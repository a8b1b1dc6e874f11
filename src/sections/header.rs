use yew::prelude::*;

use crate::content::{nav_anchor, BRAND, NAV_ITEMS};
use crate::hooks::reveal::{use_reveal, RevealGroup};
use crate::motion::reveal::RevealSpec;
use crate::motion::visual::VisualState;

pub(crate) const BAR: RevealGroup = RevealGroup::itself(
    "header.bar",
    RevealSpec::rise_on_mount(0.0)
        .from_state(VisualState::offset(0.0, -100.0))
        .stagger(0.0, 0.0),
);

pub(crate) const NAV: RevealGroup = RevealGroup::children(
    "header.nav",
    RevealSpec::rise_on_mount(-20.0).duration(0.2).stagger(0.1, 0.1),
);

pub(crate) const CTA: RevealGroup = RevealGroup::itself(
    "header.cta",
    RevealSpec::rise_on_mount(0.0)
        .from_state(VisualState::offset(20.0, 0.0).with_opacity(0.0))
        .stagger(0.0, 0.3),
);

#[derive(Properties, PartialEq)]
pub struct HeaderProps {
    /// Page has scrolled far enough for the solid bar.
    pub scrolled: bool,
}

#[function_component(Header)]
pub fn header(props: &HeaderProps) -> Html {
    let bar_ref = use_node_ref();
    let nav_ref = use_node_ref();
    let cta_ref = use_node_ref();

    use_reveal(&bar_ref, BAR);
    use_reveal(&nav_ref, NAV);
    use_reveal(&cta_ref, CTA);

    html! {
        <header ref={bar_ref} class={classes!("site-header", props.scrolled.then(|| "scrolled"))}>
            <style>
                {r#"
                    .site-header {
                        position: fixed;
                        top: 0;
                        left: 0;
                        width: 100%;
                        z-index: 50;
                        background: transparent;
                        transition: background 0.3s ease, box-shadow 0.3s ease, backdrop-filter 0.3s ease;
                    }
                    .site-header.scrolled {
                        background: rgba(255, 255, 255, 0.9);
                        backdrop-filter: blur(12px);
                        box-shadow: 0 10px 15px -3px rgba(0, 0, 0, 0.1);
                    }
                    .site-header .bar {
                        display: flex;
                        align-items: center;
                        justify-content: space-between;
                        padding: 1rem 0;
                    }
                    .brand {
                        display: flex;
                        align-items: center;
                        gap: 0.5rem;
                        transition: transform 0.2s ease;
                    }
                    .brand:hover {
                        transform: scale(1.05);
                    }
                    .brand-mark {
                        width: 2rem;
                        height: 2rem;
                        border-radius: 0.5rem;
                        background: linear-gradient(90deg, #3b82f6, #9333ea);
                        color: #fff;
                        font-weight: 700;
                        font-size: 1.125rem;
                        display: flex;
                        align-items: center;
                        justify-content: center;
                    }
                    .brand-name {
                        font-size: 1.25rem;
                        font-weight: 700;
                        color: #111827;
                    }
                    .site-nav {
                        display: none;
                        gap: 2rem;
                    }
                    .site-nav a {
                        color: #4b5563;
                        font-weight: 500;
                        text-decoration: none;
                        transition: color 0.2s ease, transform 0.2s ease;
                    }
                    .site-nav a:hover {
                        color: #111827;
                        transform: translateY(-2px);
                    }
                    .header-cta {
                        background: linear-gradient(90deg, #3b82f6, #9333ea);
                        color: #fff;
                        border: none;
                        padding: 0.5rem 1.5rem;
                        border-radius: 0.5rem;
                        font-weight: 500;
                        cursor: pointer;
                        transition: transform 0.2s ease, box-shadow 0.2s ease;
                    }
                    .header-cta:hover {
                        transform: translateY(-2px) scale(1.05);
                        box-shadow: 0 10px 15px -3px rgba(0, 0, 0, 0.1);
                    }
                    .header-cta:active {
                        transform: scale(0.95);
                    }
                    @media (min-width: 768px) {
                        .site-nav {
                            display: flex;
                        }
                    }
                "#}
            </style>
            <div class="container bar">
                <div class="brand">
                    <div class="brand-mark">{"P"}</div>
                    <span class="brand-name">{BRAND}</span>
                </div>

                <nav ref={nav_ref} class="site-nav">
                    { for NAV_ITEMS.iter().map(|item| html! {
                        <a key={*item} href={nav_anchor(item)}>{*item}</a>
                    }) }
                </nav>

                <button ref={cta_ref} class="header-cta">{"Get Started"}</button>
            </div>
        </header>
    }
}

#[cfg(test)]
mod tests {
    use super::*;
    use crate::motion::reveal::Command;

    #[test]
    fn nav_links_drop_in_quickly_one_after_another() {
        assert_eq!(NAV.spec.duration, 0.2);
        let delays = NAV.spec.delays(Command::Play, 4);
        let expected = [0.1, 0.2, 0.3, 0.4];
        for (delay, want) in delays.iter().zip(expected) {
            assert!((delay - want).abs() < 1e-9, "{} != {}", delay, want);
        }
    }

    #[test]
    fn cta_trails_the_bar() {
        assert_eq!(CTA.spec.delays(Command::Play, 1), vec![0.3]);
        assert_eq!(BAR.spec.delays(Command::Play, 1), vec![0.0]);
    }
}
=-=-=
— Aim of the exercise —
What is needed is each line of the data, printed exactly.

— Output for this task —
repository a8b1b1dc6e874f11
filename src/sections/header.rs
use yew::prelude::*;

use crate::content::{nav_anchor, BRAND, NAV_ITEMS};
use crate::hooks::reveal::{use_reveal, RevealGroup};
use crate::motion::reveal::RevealSpec;
use crate::motion::visual::VisualState;

pub(crate) const BAR: RevealGroup = RevealGroup::itself(
    "header.bar",
    RevealSpec::rise_on_mount(0.0)
        .from_state(VisualState::offset(0.0, -100.0))
        .stagger(0.0, 0.0),
);

pub(crate) const NAV: RevealGroup = RevealGroup::children(
    "header.nav",
    RevealSpec::rise_on_mount(-20.0).duration(0.2).stagger(0.1, 0.1),
);

pub(crate) const CTA: RevealGroup = RevealGroup::itself(
    "header.cta",
    RevealSpec::rise_on_mount(0.0)
        .from_state(VisualState::offset(20.0, 0.0).with_opacity(0.0))
        .stagger(0.0, 0.3),
);

#[derive(Properties, PartialEq)]
pub struct HeaderProps {
    /// Page has scrolled far enough for the solid bar.
    pub scrolled: bool,
}

#[function_component(Header)]
pub fn header(props: &HeaderProps) -> Html {
    let bar_ref = use_node_ref();
    let nav_ref = use_node_ref();
    let cta_ref = use_node_ref();

    use_reveal(&bar_ref, BAR);
    use_reveal(&nav_ref, NAV);
    use_reveal(&cta_ref, CTA);

    html! {
        <header ref={bar_ref} class={classes!("site-header", props.scrolled.then(|| "scrolled"))}>
            <style>
                {r#"
                    .site-header {
                        position: fixed;
                        top: 0;
                        left: 0;
                        width: 100%;
                        z-index: 50;
                        background: transparent;
                        transition: background 0.3s ease, box-shadow 0.3s ease, backdrop-filter 0.3s ease;
                    }
                    .site-header.scrolled {
                        background: rgba(255, 255, 255, 0.9);
                        backdrop-filter: blur(12px);
                        box-shadow: 0 10px 15px -3px rgba(0, 0, 0, 0.1);
                    }
                    .site-header .bar {
                        display: flex;
                        align-items: center;
                        justify-content: space-between;
                        padding: 1rem 0;
                    }
                    .brand {
                        display: flex;
                        align-items: center;
                        gap: 0.5rem;
                        transition: transform 0.2s ease;
                    }
                    .brand:hover {
                        transform: scale(1.05);
                    }
                    .brand-mark {
                        width: 2rem;
                        height: 2rem;
                        border-radius: 0.5rem;
                        background: linear-gradient(90deg, #3b82f6, #9333ea);
                        color: #fff;
                        font-weight: 700;
                        font-size: 1.125rem;
                        display: flex;
                        align-items: center;
                        justify-content: center;
                    }
                    .brand-name {
                        font-size: 1.25rem;
                        font-weight: 700;
                        color: #111827;
                    }
                    .site-nav {
                        display: none;
                        gap: 2rem;
                    }
                    .site-nav a {
                        color: #4b5563;
                        font-weight: 500;
                        text-decoration: none;
                        transition: color 0.2s ease, transform 0.2s ease;
                    }
                    .site-nav a:hover {
                        color: #111827;
                        transform: translateY(-2px);
                    }
                    .header-cta {
                        background: linear-gradient(90deg, #3b82f6, #9333ea);
                        color: #fff;
                        border: none;
                        padding: 0.5rem 1.5rem;
                        border-radius: 0.5rem;
                        font-weight: 500;
                        cursor: pointer;
                        transition: transform 0.2s ease, box-shadow 0.2s ease;
                    }
                    .header-cta:hover {
                        transform: translateY(-2px) scale(1.05);
                        box-shadow: 0 10px 15px -3px rgba(0, 0, 0, 0.1);
                    }
                    .header-cta:active {
                        transform: scale(0.95);
                    }
                    @media (min-width: 768px) {
                        .site-nav {
                            display: flex;
                        }
                    }
                "#}
            </style>
            <div class="container bar">
                <div class="brand">
                    <div class="brand-mark">{"P"}</div>
                    <span class="brand-name">{BRAND}</span>
                </div>

                <nav ref={nav_ref} class="site-nav">
                    { for NAV_ITEMS.iter().map(|item| html! {
                        <a key={*item} href={nav_anchor(item)}>{*item}</a>
                    }) }
                </nav>

                <button ref={cta_ref} class="header-cta">{"Get Started"}</button>
            </div>
        </header>
    }
}

#[cfg(test)]
mod tests {
    use super::*;
    use crate::motion::reveal::Command;

    #[test]
    fn nav_links_drop_in_quickly_one_after_another() {
        assert_eq!(NAV.spec.duration, 0.2);
        let delays = NAV.spec.delays(Command::Play, 4);
        let expected = [0.1, 0.2, 0.3, 0.4];
        for (delay, want) in delays.iter().zip(expected) {
            assert!((delay - want).abs() < 1e-9, "{} != {}", delay, want);
        }
    }

    #[test]
    fn cta_trails_the_bar() {
        assert_eq!(CTA.spec.delays(Command::Play, 1), vec![0.3]);
        assert_eq!(BAR.spec.delays(Command::Play, 1), vec![0.0]);
    }
}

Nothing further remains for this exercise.